Doc Searls has a lucid explanation of how soil conductivity affects daytime reception of AM radio signals, plus how signals travel farther at night due to a completely different mechanism involving the ionosphere. I read this shortly after reading an article in the New York Times about how the Earth’s magnetic field is fading, possibly in preparation for a reversal that would place the magnetic North Pole roughly where the magnetic South Pole is today and vice-versa. The Times article says that there’s really nothing to worry about regarding the changes in the magnetic field, but I’m not so sure. That ionospheric reflection that Doc talks about is dependent on the magnetic field functioning as it has; if it disappears, is it possible that you wouldn’t be able to receive distant AM (and shortwave) signals any more? I’m going to have to ask some friends of mine who understand this a bit better than me.

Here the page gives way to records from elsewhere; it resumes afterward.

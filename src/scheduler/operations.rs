/*!
 * Scheduler Operations
 * Enqueue, cancel, metrics and reconfiguration
 */

use super::atomic_stats::{Gauges, MetricsSnapshot};
use super::config::SchedulerConfig;
use super::task::{Payload, TaskHandle};
use super::{Scheduler, SchedulerHandle, Shared};
use crate::core::errors::{SchedulerError, SchedulerResult};
use crate::core::types::{Priority, SchedulerId, ShutdownMode};
use std::sync::Arc;
use tracing::info;

impl Shared {
    fn submit(&self, priority: Priority, payload: Payload) -> SchedulerResult<TaskHandle> {
        if self.stop_mode().is_some() {
            return Err(SchedulerError::Closed);
        }

        let (id, state) = self.queues.enqueue(priority, self.clock.as_ref(), payload)?;
        self.stats.inc_enqueued();
        self.signal.notify();

        Ok(TaskHandle::new(id, priority, self.id, state))
    }

    fn try_cancel(&self, handle: &TaskHandle) -> SchedulerResult<()> {
        if handle.owner() != self.id {
            return Err(SchedulerError::ForeignHandle(handle.id()));
        }

        handle.claim_cancel()?;
        self.queues.get(handle.priority()).on_cancelled();
        self.stats.inc_cancelled();
        Ok(())
    }

    fn metrics(&self) -> MetricsSnapshot {
        self.stats.snapshot(Gauges {
            immediate_depth: self.queues.len(Priority::Immediate),
            deferred_depth: self.queues.len(Priority::Deferred),
            phase: self.phase(),
        })
    }

    fn reconfigure(&self, config: SchedulerConfig) -> SchedulerResult<()> {
        config.validate()?;
        info!(
            scheduler = %self.id,
            max_immediate_per_tick = config.max_immediate_per_tick,
            starvation_window_us = config.max_starvation_window.as_micros() as u64,
            "Scheduler reconfigured"
        );
        self.config.store(Arc::new(config));
        Ok(())
    }
}

impl SchedulerHandle {
    /// Scheduler this handle belongs to
    #[inline]
    pub fn id(&self) -> SchedulerId {
        self.shared().id
    }

    /// Queue `task` in `priority`'s FIFO
    ///
    /// Never blocks. Fails with [`SchedulerError::Closed`] once shutdown has
    /// been requested.
    pub fn enqueue<F>(&self, priority: Priority, task: F) -> SchedulerResult<TaskHandle>
    where
        F: FnOnce() + Send + 'static,
    {
        self.shared().submit(
            priority,
            Box::new(move || {
                task();
                Ok(())
            }),
        )
    }

    /// Queue a task whose `Err` is reported like a panic
    pub fn enqueue_fallible<F>(&self, priority: Priority, task: F) -> SchedulerResult<TaskHandle>
    where
        F: FnOnce() -> anyhow::Result<()> + Send + 'static,
    {
        self.shared().submit(priority, Box::new(task))
    }

    #[inline]
    pub fn immediate<F>(&self, task: F) -> SchedulerResult<TaskHandle>
    where
        F: FnOnce() + Send + 'static,
    {
        self.enqueue(Priority::Immediate, task)
    }

    #[inline]
    pub fn deferred<F>(&self, task: F) -> SchedulerResult<TaskHandle>
    where
        F: FnOnce() + Send + 'static,
    {
        self.enqueue(Priority::Deferred, task)
    }

    /// Cancel a queued task, reporting why it could not be cancelled
    ///
    /// Exactly one of cancel and dequeue wins for any task.
    pub fn try_cancel(&self, handle: &TaskHandle) -> SchedulerResult<()> {
        self.shared().try_cancel(handle)
    }

    /// Cancel a queued task; `false` if it already started, finished, or
    /// was cancelled
    pub fn cancel(&self, handle: &TaskHandle) -> bool {
        self.try_cancel(handle).is_ok()
    }

    /// Runnable tasks in one class
    pub fn len(&self, priority: Priority) -> usize {
        self.shared().queues.len(priority)
    }

    /// Both queues are empty
    pub fn is_idle(&self) -> bool {
        self.shared().queues.is_idle()
    }

    /// Read without blocking the loop
    pub fn metrics(&self) -> MetricsSnapshot {
        self.shared().metrics()
    }

    pub fn config(&self) -> SchedulerConfig {
        (**self.shared().config.load()).clone()
    }

    /// Swap the configuration; the loop picks it up at its next tick
    pub fn reconfigure(&self, config: SchedulerConfig) -> SchedulerResult<()> {
        self.shared().reconfigure(config)
    }

    /// Begin shutdown without waiting for the loop
    ///
    /// Usable from inside a task. The owner's [`Scheduler::stop`] joins.
    pub fn request_stop(&self, mode: ShutdownMode) {
        self.shared().request_stop(mode);
    }

    /// Shutdown has been requested
    pub fn is_closed(&self) -> bool {
        self.shared().stop_mode().is_some()
    }
}

impl Scheduler {
    #[inline]
    pub fn id(&self) -> SchedulerId {
        self.shared().id
    }

    /// See [`SchedulerHandle::enqueue`]
    pub fn enqueue<F>(&self, priority: Priority, task: F) -> SchedulerResult<TaskHandle>
    where
        F: FnOnce() + Send + 'static,
    {
        self.handle.enqueue(priority, task)
    }

    /// See [`SchedulerHandle::enqueue_fallible`]
    pub fn enqueue_fallible<F>(&self, priority: Priority, task: F) -> SchedulerResult<TaskHandle>
    where
        F: FnOnce() -> anyhow::Result<()> + Send + 'static,
    {
        self.handle.enqueue_fallible(priority, task)
    }

    pub fn immediate<F>(&self, task: F) -> SchedulerResult<TaskHandle>
    where
        F: FnOnce() + Send + 'static,
    {
        self.handle.immediate(task)
    }

    pub fn deferred<F>(&self, task: F) -> SchedulerResult<TaskHandle>
    where
        F: FnOnce() + Send + 'static,
    {
        self.handle.deferred(task)
    }

    pub fn try_cancel(&self, handle: &TaskHandle) -> SchedulerResult<()> {
        self.handle.try_cancel(handle)
    }

    pub fn cancel(&self, handle: &TaskHandle) -> bool {
        self.handle.cancel(handle)
    }

    pub fn len(&self, priority: Priority) -> usize {
        self.handle.len(priority)
    }

    pub fn is_idle(&self) -> bool {
        self.handle.is_idle()
    }

    pub fn metrics(&self) -> MetricsSnapshot {
        self.handle.metrics()
    }

    pub fn config(&self) -> SchedulerConfig {
        self.handle.config()
    }

    pub fn reconfigure(&self, config: SchedulerConfig) -> SchedulerResult<()> {
        self.handle.reconfigure(config)
    }

    pub fn is_closed(&self) -> bool {
        self.handle.is_closed()
    }
}
/*!
 * Task Queue Pair
 * One FIFO queue per priority class, sharing a single enqueue sequence
 */

use super::task::{Payload, StateCell, Task};
use crate::core::clock::Clock;
use crate::core::errors::{SchedulerError, SchedulerResult};
use crate::core::id::{IdGenerator, SequenceGenerator};
use crate::core::types::{Priority, TaskId, TaskStatus};
use parking_lot::Mutex;
use std::collections::VecDeque;
use std::sync::atomic::{AtomicUsize, Ordering};
use std::sync::Arc;
use std::time::Instant;

struct Inner {
    tasks: VecDeque<Task>,
    closed: bool,
}

/// FIFO queue for one priority class
///
/// Cancelled tasks stay in place as tombstones and are dropped when they
/// reach the front. `live` counts only tasks that can still run.
///
/// Payloads are always dropped after the lock is released, since dropping a
/// closure may run arbitrary code (including another enqueue).
pub(crate) struct TaskQueue {
    priority: Priority,
    inner: Mutex<Inner>,
    live: AtomicUsize,
}

impl TaskQueue {
    pub fn new(priority: Priority) -> Self {
        Self {
            priority,
            inner: Mutex::new(Inner {
                tasks: VecDeque::new(),
                closed: false,
            }),
            live: AtomicUsize::new(0),
        }
    }

    /// Append a task; the id is drawn under the lock so ids follow queue order
    pub fn push(
        &self,
        sequence: &SequenceGenerator,
        clock: &dyn Clock,
        payload: Payload,
    ) -> SchedulerResult<(TaskId, Arc<StateCell>)> {
        let mut inner = self.inner.lock();
        if inner.closed {
            return Err(SchedulerError::Closed);
        }

        let id = sequence.next();
        let (task, state) = Task::new(id, self.priority, clock.now(), payload);
        inner.tasks.push_back(task);
        self.live.fetch_add(1, Ordering::AcqRel);

        Ok((id, state))
    }

    /// Remove the oldest runnable task, claiming it as `Running`
    pub fn pop(&self) -> Option<Task> {
        let mut tombstones = Vec::new();

        let claimed = {
            let mut inner = self.inner.lock();
            loop {
                let task = match inner.tasks.pop_front() {
                    Some(task) => task,
                    None => break None,
                };

                match task.state().claim(TaskStatus::Running) {
                    Ok(()) => {
                        self.live.fetch_sub(1, Ordering::AcqRel);
                        break Some(task);
                    }
                    Err(TaskStatus::Cancelled) => tombstones.push(task),
                    Err(other) => panic!(
                        "{} queue held {} in state {:?}",
                        self.priority,
                        task.id(),
                        other
                    ),
                }
            }
        };

        drop(tombstones);
        claimed
    }

    /// Enqueue time of the oldest runnable task, if any
    pub fn oldest_enqueued_at(&self) -> Option<Instant> {
        let mut tombstones = Vec::new();

        let oldest = {
            let mut inner = self.inner.lock();
            while inner
                .tasks
                .front()
                .is_some_and(|task| task.state().load() == TaskStatus::Cancelled)
            {
                tombstones.extend(inner.tasks.pop_front());
            }
            inner.tasks.front().map(Task::enqueued_at)
        };

        drop(tombstones);
        oldest
    }

    /// Account for a successful cancellation
    #[inline]
    pub fn on_cancelled(&self) {
        self.live.fetch_sub(1, Ordering::AcqRel);
    }

    /// Live (runnable) task count
    #[inline]
    pub fn len(&self) -> usize {
        self.live.load(Ordering::Acquire)
    }

    #[inline]
    pub fn is_empty(&self) -> bool {
        self.len() == 0
    }

    /// Refuse further pushes
    pub fn close(&self) {
        self.inner.lock().closed = true;
    }

    /// Remove every queued task without running it; returns how many
    /// runnable tasks were discarded
    pub fn discard(&self) -> usize {
        let drained: Vec<Task> = {
            let mut inner = self.inner.lock();
            inner.tasks.drain(..).collect()
        };

        let mut discarded = 0;
        for task in &drained {
            if task.state().claim(TaskStatus::Discarded).is_ok() {
                self.live.fetch_sub(1, Ordering::AcqRel);
                discarded += 1;
            }
        }

        drop(drained);
        discarded
    }
}

/// Immediate and Deferred queues plus the shared sequence counter
pub(crate) struct QueuePair {
    immediate: TaskQueue,
    deferred: TaskQueue,
    sequence: SequenceGenerator,
}

impl QueuePair {
    pub fn new() -> Self {
        Self {
            immediate: TaskQueue::new(Priority::Immediate),
            deferred: TaskQueue::new(Priority::Deferred),
            sequence: SequenceGenerator::default_start(),
        }
    }

    #[inline]
    pub fn get(&self, priority: Priority) -> &TaskQueue {
        match priority {
            Priority::Immediate => &self.immediate,
            Priority::Deferred => &self.deferred,
        }
    }

    pub fn enqueue(
        &self,
        priority: Priority,
        clock: &dyn Clock,
        payload: Payload,
    ) -> SchedulerResult<(TaskId, Arc<StateCell>)> {
        self.get(priority).push(&self.sequence, clock, payload)
    }

    #[inline]
    pub fn dequeue(&self, priority: Priority) -> Option<Task> {
        self.get(priority).pop()
    }

    #[inline]
    pub fn len(&self, priority: Priority) -> usize {
        self.get(priority).len()
    }

    /// Both queues hold no runnable work
    #[inline]
    pub fn is_idle(&self) -> bool {
        self.immediate.is_empty() && self.deferred.is_empty()
    }

    pub fn close(&self) {
        self.immediate.close();
        self.deferred.close();
    }

    pub fn discard(&self) -> usize {
        self.immediate.discard() + self.deferred.discard()
    }
}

Doc uses his musings to exercise one of his recurring hobby horses, the idea that the net is "radio"’s natural habitat and that old school radio is a dinosaur. It’s an intriguing thought, but I can think of at least one major problem with it, at least in the short- and medium-term. Net radio doesn’t scale well. The sunk costs that you need to spend to get started may be low, but every single listener you get costs you money. Become successful with a mass audience and it may kill you, just as a web site can be killed by the costs involved in being Slashdotted (and I know about this one first hand). Traditional radio, on the other hand, costs a lot to get started in (land, transmitter, antenna towers, etc.), plus some ongoing costs like electricity for the transmitter, but once you’re on the air, your costs are fixed. It doesn’t matter whether you have one listener or one million. If you can manage to cover your fixed costs (something that most radio stations manage one way or another), you can grow as large as possible within your service area without incurring extra costs. That’s something that’s not possible for net radio, and may never be possible (unless bandwidth becomes too cheap to meter, which I don’t think will ever happen; it’s possible to disagree on this count, which is why I say this argument holds in the short- and medium-term rather than forever). Net radio is a neat idea, and I love the possibility of having a virtually unlimited number of stations, not to mention stations that target audiences solely by interest rather than by geography, but I don’t see it taking over from traditional radio any time soon. The economics dictate otherwise. I think it’s much more likely that the current situation will continue, where traditionally-delivered radio dominates mass audience programming, while net radio evolves to serve small niche audiences that don’t cost too much to support.
Posted at 10:27 AM
I lived a couple of blocks away from a college radio tower for a year and a half, which was an awful experience. we got radio reception on every device you could possibly imagine. (that class 15 "must accept interference" thing...yeah, that’s what we’re talking about. speakers, phone, answering machine, TV, etc.)
but I did notice that the strength of the signal varied with the weather, and was usually stronger on rainy days.
in Washington. yeah, that sucked.
Posted by Elaine at 1:16 PM, December 12, 2003 [Link]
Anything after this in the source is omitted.